Random forest feature importance

Code
explainer_glmnet <- explain_tidymodels(
  model = glmnet_wf,
  data = scorecard_train |> select(-debt),
  y = scorecard_train$debt,
  label = "penalized regression",
  verbose = FALSE
)

explainer_rf <- explain_tidymodels(
  model = rf_wf,
  data = scorecard_train |> select(-debt),
  y = scorecard_train$debt,
  label = "random forest",
  verbose = FALSE
)

explainer_kknn <- explain_tidymodels(
  model = kknn_wf,
  data = scorecard_train |> select(-debt),
  y = scorecard_train$debt,
  label = "k nearest neighbors",
  verbose = FALSE
)
Code
# random forest model first
vip_rf <- model_parts(explainer_rf, N = NULL)
plot(vip_rf) +
  theme_minimal(base_size = 12) +
  theme(legend.position = "none")

Number of observations permuted

model_parts(explainer_rf, N = 100) |>
  plot() +
  labs(
    title = "N = 100",
    subtitle = NULL
  )
model_parts(explainer_rf, N = 200) |>
  plot() +
  labs(
    title = "N = 200",
    subtitle = NULL
  )
model_parts(explainer_rf, N = NULL) |>
  plot() +
  labs(
    title = "N = NULL",
    subtitle = NULL
  )
Code

Code

Code

Compare all models

Code
# plot variable importance
# source: https://www.tmwr.org/explain.html#global-explanations
ggplot_imp <- function(...) {
  obj <- list(...)
  metric_name <- attr(obj[[1]], "loss_name")
  metric_lab <- paste(
    metric_name,
    "after permutations\n(higher indicates more important)"
  )

  full_vip <- bind_rows(obj) |>
    filter(variable != "_baseline_")

  perm_vals <- full_vip |>
    filter(variable == "_full_model_") |>
    group_by(label) |>
    summarise(dropout_loss = mean(dropout_loss))

  p <- full_vip |>
    filter(variable != "_full_model_") |>
    mutate(variable = fct_reorder(variable, dropout_loss)) |>
    ggplot(aes(dropout_loss, variable))
  if (length(obj) > 1) {
    p <- p +
      facet_wrap(vars(label)) +
      geom_vline(
        data = perm_vals, aes(xintercept = dropout_loss, color = label),
        size = 1.4, lty = 2, alpha = 0.7
      ) +
      geom_boxplot(aes(color = label, fill = label), alpha = 0.2)
  } else {
    p <- p +
      geom_vline(
        data = perm_vals, aes(xintercept = dropout_loss),
        size = 1.4, lty = 2, alpha = 0.7
      ) +
      geom_boxplot(fill = "#91CBD765", alpha = 0.4)
  }
  p +
    theme(legend.position = "none") +
    labs(
      x = metric_lab,
      y = NULL, fill = NULL, color = NULL
    )
}

vip_rf <- model_parts(explainer_rf, N = NULL)
vip_glmnet <- model_parts(explainer_glmnet, N = NULL)
vip_kknn <- model_parts(explainer_kknn, N = NULL)

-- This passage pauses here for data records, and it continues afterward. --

impl Register {
    const fn new(register_type: RegisterType, address: u16, encoding: Encoding) -> Self {
        Self {
            register_type,
            address,
            encoding,
        }
    }

    pub fn count(&self) -> u16 {
        self.encoding.count()
    }
}

/// Raw data returned by the device for one request.
#[derive(Debug, Clone, PartialEq, Eq)]
pub enum Response {
    Bits(Vec<bool>),
    Words(Vec<u16>),
}

pub const BATTERY_TYPES: &[&str] = &["USER_DEFINED", "SEALED", "GEL", "FLOODED"];

pub const BATTERY_RATED_VOLTAGES: &[&str] = &[
    "AUTO", "12V", "24V", "36V", "48V", "60V", "110V", "120V", "220V", "240V",
];

pub const LOAD_MANUAL_DEFAULTS: &[&str] = &["OFF", "ON"];

pub const CHARGING_MODES: &[&str] = &["VOLTAGE_COMPENSATION", "SOC"];

const BATTERY_STATES: &[&str] = &[
    "NORMAL",
    "OVER_VOLTAGE",
    "UNDER_VOLTAGE",
    "LOW_VOLTAGE_DISCONNECT",
    "FAULT",
];

const TEMPERATURE_WARNINGS: &[&str] = &["NORMAL", "OVER_TEMPERATURE", "LOW_TEMPERATURE"];

const CHARGING_INPUT_VOLTAGE: &[&str] = &[
    "NORMAL",
    "NO_POWER_CONNECTED",
    "HIGHER_VOLTAGE_INPUT",
    "INPUT_VOLTAGE_ERROR",
];

const CHARGING_PHASES: &[&str] = &["NO_CHARGING", "FLOAT", "BOOST", "EQUALIZATION"];

const DISCHARGING_INPUT_VOLTAGE: &[&str] = &[
    "NORMAL",
    "LOW",
    "HIGH",
    "NO_ACCESS_INPUT_VOLTAGE_ERROR",
];

const OUTPUT_POWER_LOAD: &[&str] = &["LIGHT", "MODERATE", "RATED", "OVERLOAD"];

/// Field names of the voltage control block, in register order.
pub const VOLTAGE_CONTROL_FIELDS: [&str; 12] = [
    "over_voltage_disconnect_voltage",
    "charging_limit_voltage",
    "over_voltage_reconnect_voltage",
    "equalize_charging_voltage",
    "boost_charging_voltage",
    "float_charging_voltage",
    "boost_reconnect_charging_voltage",
    "low_voltage_reconnect_voltage",
    "under_voltage_recover_voltage",
    "under_voltage_warning_voltage",
    "low_voltage_disconnect_voltage",
    "discharging_limit_voltage",
];

/// Every value the controller driver can read.
#[derive(Debug, Clone, Copy, PartialEq, Eq, Hash)]
pub enum Reading {
    SolarVoltage,
    SolarCurrent,
    SolarPower,
    LoadVoltage,
    LoadCurrent,
    LoadPower,
    BatteryCurrent,
    BatteryVoltage,
    BatteryPower,
    BatteryStateOfCharge,
    BatteryTemperature,
    RemoteBatteryTemperature,
    ControllerTemperature,
    BatteryStatus,
    ChargingEquipmentStatus,
    DischargingEquipmentStatus,
    IsDay,
    IsNight,
    IsDeviceOverTemperature,
    MaximumBatteryVoltageToday,
    MinimumBatteryVoltageToday,
    RatedChargingCurrent,
    RatedLoadCurrent,
    BatteryRealRatedVoltage,
    BatteryType,
    BatteryCapacity,
    TemperatureCompensationCoefficient,
    BatteryVoltageControlRegisters,
    OverVoltageDisconnectVoltage,
    ChargingLimitVoltage,
    OverVoltageReconnectVoltage,
    EqualizeChargingVoltage,
    BoostChargingVoltage,
    FloatChargingVoltage,
    BoostReconnectChargingVoltage,
    LowVoltageReconnectVoltage,
    UnderVoltageRecoverVoltage,
    UnderVoltageWarningVoltage,
    LowVoltageDisconnectVoltage,
    DischargingLimitVoltage,
    BatteryRatedVoltage,
    DefaultLoadOnOffInManualMode,
    EqualizeDuration,
    BoostDuration,
    BatteryDischarge,
    BatteryCharge,
    ChargingMode,
    TotalConsumedEnergy,
    TotalGeneratedEnergy,
    MaximumPvVoltageToday,
    MinimumPvVoltageToday,
    ConsumedEnergyToday,
    ConsumedEnergyThisMonth,
    ConsumedEnergyThisYear,
    GeneratedEnergyToday,
    GeneratedEnergyThisMonth,
    GeneratedEnergyThisYear,
    RealTimeClock,
}

impl Reading {
    /// Where this reading lives and how it is encoded.
    pub fn register(self) -> Register {
        use Encoding::*;
        use RegisterType::{Discrete, Holding, Input};

        match self {
            Reading::SolarVoltage => Register::new(Input, 0x3100, Centi),
            Reading::SolarCurrent => Register::new(Input, 0x3101, Centi),
            Reading::SolarPower => Register::new(Input, 0x3102, LongCenti),
            Reading::BatteryPower => Register::new(Input, 0x3106, LongCenti),
            Reading::LoadVoltage => Register::new(Input, 0x310C, Centi),
            Reading::LoadCurrent => Register::new(Input, 0x310D, Centi),
            Reading::LoadPower => Register::new(Input, 0x310E, LongCenti),
            Reading::BatteryTemperature => Register::new(Input, 0x3110, SignedCenti),
            Reading::ControllerTemperature => Register::new(Input, 0x3111, SignedCenti),
            Reading::BatteryStateOfCharge => Register::new(Input, 0x311A, Raw),
            Reading::RemoteBatteryTemperature => Register::new(Input, 0x311B, SignedCenti),
            Reading::BatteryRealRatedVoltage => Register::new(Input, 0x311D, Centi),
            Reading::BatteryStatus => Register::new(Input, 0x3200, BatteryStatus),
            Reading::ChargingEquipmentStatus => Register::new(Input, 0x3201, ChargingStatus),
            Reading::DischargingEquipmentStatus => {
                Register::new(Input, 0x3202, DischargingStatus)
            }
            Reading::MaximumPvVoltageToday => Register::new(Input, 0x3300, Centi),
            Reading::MinimumPvVoltageToday => Register::new(Input, 0x3301, Centi),
            Reading::MaximumBatteryVoltageToday => Register::new(Input, 0x3302, Centi),
            Reading::MinimumBatteryVoltageToday => Register::new(Input, 0x3303, Centi),
            Reading::ConsumedEnergyToday => Register::new(Input, 0x3304, LongCenti),
            Reading::ConsumedEnergyThisMonth => Register::new(Input, 0x3306, LongCenti),
            Reading::ConsumedEnergyThisYear => Register::new(Input, 0x3308, LongCenti),
            Reading::TotalConsumedEnergy => Register::new(Input, 0x330A, LongCenti),
            Reading::GeneratedEnergyToday => Register::new(Input, 0x330C, LongCenti),
            Reading::GeneratedEnergyThisMonth => Register::new(Input, 0x330E, LongCenti),
            Reading::GeneratedEnergyThisYear => Register::new(Input, 0x3310, LongCenti),
            Reading::TotalGeneratedEnergy => Register::new(Input, 0x3312, LongCenti),
            Reading::BatteryVoltage => Register::new(Input, 0x331A, Centi),
            Reading::BatteryCurrent => Register::new(Input, 0x331B, SignedLongCenti),
            Reading::RatedChargingCurrent => Register::new(Input, 0x3005, Centi),
            Reading::RatedLoadCurrent => Register::new(Input, 0x300E, Centi),
            Reading::IsDeviceOverTemperature => Register::new(Discrete, 0x2000, Bit),
            Reading::IsNight => Register::new(Discrete, 0x200C, Bit),
            Reading::IsDay => Register::new(Discrete, 0x200C, InvertedBit),
            Reading::BatteryType => Register::new(Holding, 0x9000, Enumerated(BATTERY_TYPES)),
            Reading::BatteryCapacity => Register::new(Holding, 0x9001, Raw),
            Reading::TemperatureCompensationCoefficient => Register::new(Holding, 0x9002, Centi),
            Reading::BatteryVoltageControlRegisters => {
                Register::new(Holding, 0x9003, VoltageControlBlock)
            }
            Reading::OverVoltageDisconnectVoltage => Register::new(Holding, 0x9003, Centi),
            Reading::ChargingLimitVoltage => Register::new(Holding, 0x9004, Centi),
            Reading::OverVoltageReconnectVoltage => Register::new(Holding, 0x9005, Centi),
            Reading::EqualizeChargingVoltage => Register::new(Holding, 0x9006, Centi),
            Reading::BoostChargingVoltage => Register::new(Holding, 0x9007, Centi),
            Reading::FloatChargingVoltage => Register::new(Holding, 0x9008, Centi),
            Reading::BoostReconnectChargingVoltage => Register::new(Holding, 0x9009, Centi),
            Reading::LowVoltageReconnectVoltage => Register::new(Holding, 0x900A, Centi),
            Reading::UnderVoltageRecoverVoltage => Register::new(Holding, 0x900B, Centi),
            Reading::UnderVoltageWarningVoltage => Register::new(Holding, 0x900C, Centi),
            Reading::LowVoltageDisconnectVoltage => Register::new(Holding, 0x900D, Centi),
            Reading::DischargingLimitVoltage => Register::new(Holding, 0x900E, Centi),
            Reading::RealTimeClock => Register::new(Holding, 0x9013, Clock),
            Reading::BatteryRatedVoltage => {
                Register::new(Holding, 0x9067, Enumerated(BATTERY_RATED_VOLTAGES))
            }
            Reading::DefaultLoadOnOffInManualMode => {
                Register::new(Holding, 0x906A, Enumerated(LOAD_MANUAL_DEFAULTS))
            }
            Reading::EqualizeDuration => Register::new(Holding, 0x906B, Raw),
            Reading::BoostDuration => Register::new(Holding, 0x906C, Raw),
            Reading::BatteryDischarge => Register::new(Holding, 0x906D, Raw),
            Reading::BatteryCharge => Register::new(Holding, 0x906E, Raw),
            Reading::ChargingMode => Register::new(Holding, 0x9070, Enumerated(CHARGING_MODES)),
        }
    }

    /// Decode the device's response to this reading's request.
    pub fn decode(self, response: &Response) -> Result<MetricValue, LinkError> {
        decode(self.register().encoding, response)
    }
}
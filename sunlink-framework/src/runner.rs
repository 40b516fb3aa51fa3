//! Poller runner for lifecycle management.

use std::fmt::Display;
use std::future::Future;

use sunlink_common::{LogGuard, LoggingConfig, init_tracing};
use tokio::signal;

use crate::PollerArgs;
use crate::config::PollerConfig;
use crate::error::{FrameworkError, Result};

/// How a runner stopped.
#[derive(Debug, Clone, PartialEq, Eq)]
pub enum RunExit<T> {
    /// The worker returned on its own.
    Finished(T),
    /// Ctrl+C was received first.
    Interrupted,
}

/// Runner that manages the lifecycle of a poller process.
///
/// Handles:
/// - Logging initialization (stdout plus history file)
/// - Running the polling worker
/// - Clean shutdown on Ctrl+C
/// - Flushing the history log on exit
///
/// # Example
///
/// ```ignore
/// use sunlink_framework::{PollerArgs, PollerRunner};
///
/// let config: MyConfig = args.load_config()?;
/// let runner = PollerRunner::new_with_args("epever", &config, Some(&args))?;
/// runner.run(async move { supervisor.run(&mut reporter).await }).await?;
/// ```
pub struct PollerRunner {
    /// Poller name for logging.
    name: String,
    /// Flushes the history log when the runner is dropped.
    _log_guard: LogGuard,
}

impl PollerRunner {
    /// Create a runner, initializing logging from `config` with an optional
    /// CLI log level override.
    pub fn new_with_args<C: PollerConfig>(
        name: impl Into<String>,
        config: &C,
        args: Option<&PollerArgs>,
    ) -> Result<Self> {
        let name = name.into();

        // Initialize logging with optional CLI override
        let log_config = match args.and_then(|a| a.log_level.as_ref()) {
            Some(level) => LoggingConfig {
                level: level.clone(),
                ..config.logging().clone()
            },
            None => config.logging().clone(),
        };

        let log_guard = init_tracing(&log_config)?;

        tracing::info!(
            poller = %name,
            version = env!("CARGO_PKG_VERSION"),
            "Starting poller"
        );

        Ok(Self {
            name,
            _log_guard: log_guard,
        })
    }

    /// Run `worker` until it returns or Ctrl+C is received.
    ///
    /// An interrupted worker is dropped, which closes whatever session it
    /// held. A worker error is logged and returned as
    /// [`FrameworkError::Worker`].
    pub async fn run<F, T, E>(self, worker: F) -> Result<RunExit<T>>
    where
        F: Future<Output = std::result::Result<T, E>>,
        E: Display,
    {
        tracing::info!(poller = %self.name, "Poller running. Press Ctrl+C to stop.");

        let exit = tokio::select! {
            result = worker => match result {
                Ok(value) => Ok(RunExit::Finished(value)),
                Err(e) => {
                    tracing::error!(poller = %self.name, error = %e, "Poller failed");
                    Err(FrameworkError::worker(e.to_string()))
                }
            },
            _ = shutdown_signal() => {
                tracing::info!("[EXIT] Program terminated by user.");
                Ok(RunExit::Interrupted)
            }
        };

        tracing::info!(poller = %self.name, "Goodbye!");

        exit
    }
}

/// Resolves on Ctrl+C. If the handler cannot be installed it never resolves.
async fn shutdown_signal() {
    if let Err(e) = signal::ctrl_c().await {
        tracing::error!(error = %e, "Failed to listen for Ctrl+C");
        std::future::pending::<()>().await;
    }
}
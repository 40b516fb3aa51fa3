//! Device session abstractions consumed by the polling loop.
//!
//! The loop never talks to hardware directly. It opens sessions through a
//! [`LinkConnector`], checks the serial port with a [`PortScanner`] first, and
//! issues reads on the resulting [`DeviceLink`].

use std::fmt;
use std::future::Future;

use sunlink_common::MetricValue;
use thiserror::Error;

/// Serial session settings, fixed for the lifetime of the process.
#[derive(Debug, Clone, PartialEq, Eq)]
pub struct ConnectionParameters {
    /// Serial port identifier (e.g. "/dev/ttyUSB0" or "COM4").
    pub port: String,
    /// Line speed.
    pub baud_rate: u32,
    /// Modbus slave address of the controller.
    pub slave_address: u8,
}

impl fmt::Display for ConnectionParameters {
    fn fmt(&self, f: &mut fmt::Formatter<'_>) -> fmt::Result {
        write!(
            f,
            "{} @ {} baud, slave {}",
            self.port, self.baud_rate, self.slave_address
        )
    }
}

/// Failures raised by a device session.
#[derive(Debug, Clone, PartialEq, Eq, Error)]
pub enum LinkError {
    /// Opening the session failed.
    #[error("Connection failed: {0}")]
    Connect(String),

    /// A request could not be completed on the wire.
    #[error("Read failed: {0}")]
    Read(String),

    /// The device answered with a Modbus exception.
    #[error("Device exception: {0}")]
    Exception(String),

    /// The device did not answer in time.
    #[error("Request timed out")]
    Timeout,

    /// The response could not be turned into a value.
    #[error("Decode failed: {0}")]
    Decode(String),

    /// Enumerating serial ports failed.
    #[error("Port scan failed: {0}")]
    PortScan(String),
}

/// An open session to a device.
///
/// A link is single-use in the face of errors: once any read fails the caller
/// drops it and opens a new one.
pub trait DeviceLink: Send {
    /// Identifier of a read operation this link understands.
    type Op: Copy + Send + Sync + 'static;

    /// Perform one blocking request/response read.
    fn read(&mut self, op: Self::Op) -> impl Future<Output = Result<MetricValue, LinkError>> + Send;
}

/// Opens new [`DeviceLink`]s.
pub trait LinkConnector: Send + Sync {
    /// The session type produced by this connector.
    type Link: DeviceLink;

    /// Open a fresh session using `params`.
    fn connect(
        &self,
        params: &ConnectionParameters,
    ) -> impl Future<Output = Result<Self::Link, LinkError>> + Send;
}

/// Lists the serial ports currently visible to the OS.
pub trait PortScanner: Send + Sync {
    fn available_ports(&self) -> Result<Vec<String>, LinkError>;
}

#[cfg(test)]
mod tests {
    use super::*;

    #[test]
    fn test_parameters_display() {
        let params = ConnectionParameters {
            port: "/dev/ttyUSB0".to_string(),
            baud_rate: 115200,
            slave_address: 1,
        };
        assert_eq!(params.to_string(), "/dev/ttyUSB0 @ 115200 baud, slave 1");
    }

    #[test]
    fn test_link_error_messages() {
        assert_eq!(LinkError::Timeout.to_string(), "Request timed out");
        assert_eq!(
            LinkError::Exception("IllegalDataAddress".to_string()).to_string(),
            "Device exception: IllegalDataAddress"
        );
    }
}
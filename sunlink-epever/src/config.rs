//! Configuration for the EPEVER poller.

use std::time::Duration;

use serde::{Deserialize, Serialize};
use sunlink_framework::{
    ConnectionParameters, FrameworkError, LoggingConfig, PollerConfig, PollingConfig, Result,
};

use crate::catalog::is_known_label;

/// Complete poller configuration.
#[derive(Debug, Clone, Default, Serialize, Deserialize)]
pub struct EpeverConfig {
    /// Serial link settings
    #[serde(default)]
    pub connection: ConnectionConfig,

    /// Poll interval and reconnect behaviour
    #[serde(default)]
    pub polling: PollingConfig,

    /// Catalog labels to report as unavailable instead of reading
    #[serde(default)]
    pub disabled_metrics: Vec<String>,

    /// Logging configuration
    #[serde(default)]
    pub logging: LoggingConfig,
}

/// Serial link settings.
#[derive(Debug, Clone, PartialEq, Eq, Serialize, Deserialize)]
pub struct ConnectionConfig {
    /// Serial port (e.g. "/dev/ttyUSB0" or "COM4"); `--comport` wins
    #[serde(default)]
    pub port: Option<String>,

    /// Line speed (default: 115200)
    #[serde(default = "default_baud_rate")]
    pub baud_rate: u32,

    /// Modbus slave address, 1-247 (default: 1)
    #[serde(default = "default_slave_address")]
    pub slave_address: u8,

    /// Timeout for a single read in milliseconds (default: 1000)
    #[serde(default = "default_read_timeout")]
    pub read_timeout_ms: u64,
}

fn default_baud_rate() -> u32 {
    115200
}

fn default_slave_address() -> u8 {
    1
}

fn default_read_timeout() -> u64 {
    1000
}

impl Default for ConnectionConfig {
    fn default() -> Self {
        Self {
            port: None,
            baud_rate: default_baud_rate(),
            slave_address: default_slave_address(),
            read_timeout_ms: default_read_timeout(),
        }
    }
}

impl ConnectionConfig {
    pub fn read_timeout(&self) -> Duration {
        Duration::from_millis(self.read_timeout_ms)
    }
}

impl EpeverConfig {
    /// Apply command line overrides. `None` keeps the file value.
    pub fn apply_overrides(
        &mut self,
        port: Option<String>,
        baud_rate: Option<u32>,
        slave_address: Option<u8>,
    ) {
        if let Some(port) = port {
            self.connection.port = Some(port);
        }
        if let Some(baud_rate) = baud_rate {
            self.connection.baud_rate = baud_rate;
        }
        if let Some(slave_address) = slave_address {
            self.connection.slave_address = slave_address;
        }
    }

    /// Session settings for the supervisor.
    pub fn connection_parameters(&self) -> Result<ConnectionParameters> {
        let port = self
            .connection
            .port
            .clone()
            .ok_or_else(|| FrameworkError::config("No serial port given (use --comport)"))?;

        Ok(ConnectionParameters {
            port,
            baud_rate: self.connection.baud_rate,
            slave_address: self.connection.slave_address,
        })
    }
}

impl PollerConfig for EpeverConfig {
    fn logging(&self) -> &LoggingConfig {
        &self.logging
    }

    fn polling(&self) -> &PollingConfig {
        &self.polling
    }

    fn validate(&self) -> Result<()> {
        if let Some(port) = &self.connection.port {
            if port.trim().is_empty() {
                return Err(FrameworkError::validation("Serial port cannot be empty"));
            }
        }

        if self.connection.baud_rate == 0 {
            return Err(FrameworkError::validation("baud_rate must be > 0"));
        }

        if !(1..=247).contains(&self.connection.slave_address) {
            return Err(FrameworkError::validation(format!(
                "slave_address must be 1-247, got {}",
                self.connection.slave_address
            )));
        }

        if self.connection.read_timeout_ms == 0 {
            return Err(FrameworkError::validation("read_timeout_ms must be > 0"));
        }

        if self.polling.retry_delay_secs == 0 {
            return Err(FrameworkError::validation("retry_delay_secs must be > 0"));
        }

        for label in &self.disabled_metrics {
            if !is_known_label(label) {
                return Err(FrameworkError::validation(format!(
                    "disabled_metrics: unknown metric '{}'",
                    label
                )));
            }
        }

        Ok(())
    }
}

ggplot_imp(vip_rf, vip_glmnet, vip_kknn)

Individual conditional expectation

  • Ceteris peribus - “other things held constant”
  • Marginal effect a feature has on the predictor
  • Plot one line per observation that shows how the observation’s prediction changes when a feature changes
  • Partial dependence plot is average of all ICEs
For a selected predictor (x)
1. Determine grid space of j evenly spaced values across distribution of x
2: for value i in {1,...,j} of grid space do
     | set x to i for all observations
     | apply given ML model
     | estimate predicted value
     | if PDP: average predicted values across all observations
   end

Net cost (PDP)

Code
# basic pdp for RF model and netcost variable
pdp_netcost <- model_profile(explainer_rf, variables = "netcost", N = 100)

## PDP with ICE curves
plot(pdp_netcost)

Net cost (PDP + ICE)

Code
## PDP with ICE curves
plot(pdp_netcost, geom = "profiles")

Net cost (PDP + ICE) – all models

model_profile(explainer_rf, variables = "netcost", N = NULL) |> plot(geom = "profiles")
model_profile(explainer_glmnet, variables = "netcost", N = NULL) |> plot(geom = "profiles")
model_profile(explainer_kknn, variables = "netcost", N = NULL) |> plot(geom = "profiles")
Code

Code

Code

Type (PDP)

Code
# PDP for type
model_profile(explainer_rf, variables = "type", N = NULL) |>
  plot()

State (PDP)

Code
# PDP for state
## hard to read
pdp_state_kknn <- model_profile(explainer_kknn, variables = "state", N = NULL)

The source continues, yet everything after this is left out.